Под видом скромной на первый взгляд экспозиции скрываются интереснейшие материалы, письма и фотографии — история отечественной музыкальной культуры. Экспозицию комментирует сын Михаила Рыбы, пианист и тоже Михаил Рыба.
— Отец родился и вырос в Варшаве, а в СССР попал в 16 лет, ни слова не зная по-русски. 30 сентября 1939 года он на велосипеде отправился на варшавский рынок. К нему подошел эсэсовец, навел пистолет и велел немедленно сесть в машину. Отец понял — жизнь кончилась, и решил рискнуть: вскочив на велосипед, помчался на противоположный конец рынка. Мчался и молил: лишь бы ворота были закрыты, а калитка открыта. Так и получилось! Дворами он добрался до дома, попрощался с родителями, двинулся к польско-советской границе. Там простые солдаты забрали велосипед и позволили отцу перейти на ту сторону. Добрался до Минска, поступил в консерваторию, проучился там год, но началась война...
Всю войну молодой певец ездил с фронтовыми бригадами, дал более 1000 концертов. После войны — уже Московская консерватория, сотрудничал с Дмитрием Шостаковичем: Рыба был первым исполнителем его вокального цикла — сочинение 98 — на стихи Долматовского.

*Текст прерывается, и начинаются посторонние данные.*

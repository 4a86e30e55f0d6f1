//! PDF document parser

use std::path::{Path, PathBuf};

use async_trait::async_trait;
use tracing::{debug, warn};

use crate::domain::ingestion::{ChunkingConfig, DocumentChunk, DocumentParser, ParserType};
use crate::domain::DomainError;
use crate::infrastructure::ingestion::chunker::chunk_text;

/// Separator placed between the text of consecutive pages
const PAGE_SEPARATOR: &str = "\n\n";

/// Parser for paged PDF documents
#[derive(Debug, Clone, Default)]
pub struct PdfParser {
    config: ChunkingConfig,
}

impl PdfParser {
    /// Create a new PDF parser
    pub fn new(config: ChunkingConfig) -> Self {
        Self { config }
    }
}

/// Join page texts with a blank line, skipping pages that extracted to nothing
fn join_pages(pages: impl IntoIterator<Item = String>) -> String {
    pages
        .into_iter()
        .filter(|page| !page.is_empty())
        .collect::<Vec<_>>()
        .join(PAGE_SEPARATOR)
}

/// Load a PDF and join the text of its pages
///
/// Blocking; run it off the async workers.
fn extract_pdf_text(path: &Path, filename: &str) -> Result<String, DomainError> {
    let doc = lopdf::Document::load(path)
        .map_err(|e| DomainError::parse(filename, format!("Failed to load PDF: {}", e)))?;

    let pages = doc
        .get_pages()
        .into_keys()
        .filter_map(|page_num| match doc.extract_text(&[page_num]) {
            Ok(text) => Some(text),
            Err(e) => {
                warn!(filename = filename, page = page_num, error = %e, "Could not extract page text");
                None
            }
        });

    Ok(join_pages(pages))
}

#[async_trait]
impl DocumentParser for PdfParser {
    fn parser_type(&self) -> ParserType {
        ParserType::Pdf
    }

    fn chunking_config(&self) -> ChunkingConfig {
        self.config
    }

    async fn parse(
        &self,
        path: &Path,
        file_id: i64,
        filename: &str,
    ) -> Result<Vec<DocumentChunk>, DomainError> {
        let owned_path: PathBuf = path.to_path_buf();
        let owned_name = filename.to_string();

        let text = tokio::task::spawn_blocking(move || extract_pdf_text(&owned_path, &owned_name))
            .await
            .map_err(|e| DomainError::parse(filename, format!("PDF extraction task failed: {}", e)))??;

        let chunks = chunk_text(&text, self.config, file_id, filename)?;

        debug!(
            filename = filename,
            chars = text.chars().count(),
            chunks = chunks.len(),
            "Parsed PDF file"
        );

        Ok(chunks)
    }
}

#[cfg(test)]
mod tests {
    use super::*;
    use lopdf::content::{Content, Operation};
    use lopdf::{dictionary, Document, Object, Stream};

    /// Build a PDF with one page per entry in `pages`
    fn build_pdf(pages: &[&str]) -> Document {
        let mut doc = Document::with_version("1.5");
        let pages_id = doc.new_object_id();

        let font_id = doc.add_object(dictionary! {
            "Type" => "Font",
            "Subtype" => "Type1",
            "BaseFont" => "Courier",
            "Encoding" => "WinAnsiEncoding",
        });
        let resources_id = doc.add_object(dictionary! {
            "Font" => dictionary! { "F1" => font_id },
        });

        let mut kids: Vec<Object> = Vec::new();
        for text in pages {
            let content = Content {
                operations: vec![
                    Operation::new("BT", vec![]),
                    Operation::new("Tf", vec!["F1".into(), 12.into()]),
                    Operation::new("Td", vec![72.into(), 720.into()]),
                    Operation::new("Tj", vec![Object::string_literal(*text)]),
                    Operation::new("ET", vec![]),
                ],
            };
            let content_id =
                doc.add_object(Stream::new(dictionary! {}, content.encode().unwrap()));
            let page_id = doc.add_object(dictionary! {
                "Type" => "Page",
                "Parent" => pages_id,
                "Contents" => content_id,
                "Resources" => resources_id,
            });
            kids.push(page_id.into());
        }

        let count = kids.len() as i64;
        doc.objects.insert(
            pages_id,
            Object::Dictionary(dictionary! {
                "Type" => "Pages",
                "Kids" => kids,
                "Count" => count,
                "MediaBox" => vec![0.into(), 0.into(), 612.into(), 792.into()],
            }),
        );

        let catalog_id = doc.add_object(dictionary! {
            "Type" => "Catalog",
            "Pages" => pages_id,
        });
        doc.trailer.set("Root", catalog_id);
        doc
    }

    fn save_pdf(pages: &[&str]) -> (tempfile::TempDir, PathBuf) {
        let dir = tempfile::tempdir().unwrap();
        let path = dir.path().join("doc.pdf");
        build_pdf(pages).save(&path).unwrap();
        (dir, path)
    }

    #[tokio::test]
    async fn test_parse_pdf_pages() {
        let (_dir, path) = save_pdf(&["Alpha page text", "Beta page text"]);
        let parser = PdfParser::new(ChunkingConfig::default());

        let chunks = parser.parse(&path, 3, "doc.pdf").await.unwrap();

        assert_eq!(chunks.len(), 1);
        let text = &chunks[0].text;
        assert!(text.contains("Alpha page text"));
        assert!(text.contains("Beta page text"));
        assert!(text.find("Alpha").unwrap() < text.find("Beta").unwrap());
        assert_eq!(chunks[0].metadata.file_id, 3);
    }

    #[test]
    fn test_pages_joined_with_blank_line() {
        let (_dir, path) = save_pdf(&["One", "Two"]);

        let text = extract_pdf_text(&path, "doc.pdf").unwrap();

        let (one, two) = (text.find("One").unwrap(), text.find("Two").unwrap());
        assert!(text[one..two].contains(PAGE_SEPARATOR));
    }

    #[test]
    fn test_join_pages_keeps_page_text_verbatim() {
        let pages = vec![
            "  First page\n".to_string(),
            String::new(),
            " \n".to_string(),
            "Last".to_string(),
        ];

        assert_eq!(join_pages(pages), "  First page\n\n\n \n\n\nLast");
    }

    #[tokio::test]
    async fn test_parse_invalid_pdf() {
        let dir = tempfile::tempdir().unwrap();
        let path = dir.path().join("fake.pdf");
        std::fs::write(&path, b"this is not a pdf").unwrap();

        let parser = PdfParser::new(ChunkingConfig::default());
        let result = parser.parse(&path, 1, "fake.pdf").await;

        assert!(matches!(result, Err(DomainError::Parse { .. })));
    }

    #[tokio::test]
    async fn test_parse_missing_pdf() {
        let dir = tempfile::tempdir().unwrap();
        let parser = PdfParser::new(ChunkingConfig::default());

        let result = parser.parse(&dir.path().join("nope.pdf"), 1, "nope.pdf").await;

        assert!(matches!(result, Err(DomainError::Parse { .. })));
    }
}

На одном снимке Шостакович и Рыба выступают на фабрике музыкальных инструментов «Ростов».
— На афише Дмитрий Дмитриевич написал: «Дорогому Михаилу Павловичу Рыбе с наилучшими пожеланиями...». Один дирижер, узнав от меня эту историю, осадил: «Дмитрий Дмитриевич никому не писал «дорогому...» Я ответил: «Вам не писал, а моему папе писал!..»
— А на этом снимке надпись: «В костюме Командора в опере «Дон Жуан».
— Это еще в студенческой оперной студии. На этот спектакль очень любил приходить пианист Генрих Нейгауз с женой. Милица Петровна тревожилась за здоровье Генриха Густавовича и не позволяла ему выпивать. Генрих Густавович просил отца сбегать в буфет. И в антракте отец в костюме Командора отправлялся в буфет — это было несложно, ведь Командора убивают в первом акте. Генрих Густавович выпивал рюмку, закусывал бутербродом и возвращался в зрительный зал. Потом они так отработали этот ритуал, что отец сразу после сцены убийства покупал сто грамм и бутерброд и ждал Нейгауза в гримерке...
Конечно, с отцовским обаянием, статностью, чувством юмора и вокальными данными ему сам бог велел петь в Большом театре. Он проработал в Большом год, после окончания консерватории. Но не сложилось... Потом он несколько лет пел на Всесоюзном радио. Но там вышел конфуз. Он посылал телеграммы в Варшаву: такого-то числа во столько-то Даргомыжский, а тогда-то — сонеты Шумана... Это отец телеграфировал брату в Варшаву, когда слушать его выступления. Но его вызвали в госбезопасность: что означают эти шифровки? С радио пришлось уйти.
Да, не все просто было, о чем свидетельствует снимок, сделанный на даче у композитора Бориса Чайковского. Тот писал музыку к фильму «Айболит-66», и отец записал несколько песен — «Нормальные герои всегда идут в обход», «Ты лети, моя акула» и даже эпизод песни ветра, в несколько тактов. Папа взял меня за руку и повел в «Россию» смотреть «Айболит-66». Фильм мне понравился, но я обратил внимание, что из кинотеатра папа вышел очень подавленным. Оказывается, из всего материала, что он записал, в фильме осталась только песня ветра. Папа звонит Борису: «В чем дело?» — «Ты понимаешь, когда режиссер услышал песни, они ему так понравились, что он сам захотел их спеть. Я ничего не мог поделать». Отец обиделся, считал, что Борис должен был его отстоять. Но потом они помирились, Борис пригласил его к себе на дачу, и вот на фотографии — момент примирения...
Когда я говорю об отце, я испытываю огромное сожаление... Он обладал огромным репертуаром: от арий Генделя и Баха до мадригалов Скарлатти и негритянских спричуэлс, но, к сожалению, этот репертуар остался незаписанным. Сохранились крупицы. Но в домашних архивах, на студиях я разыскал записи отца, собрал их и выпустил диск к его 90-летию.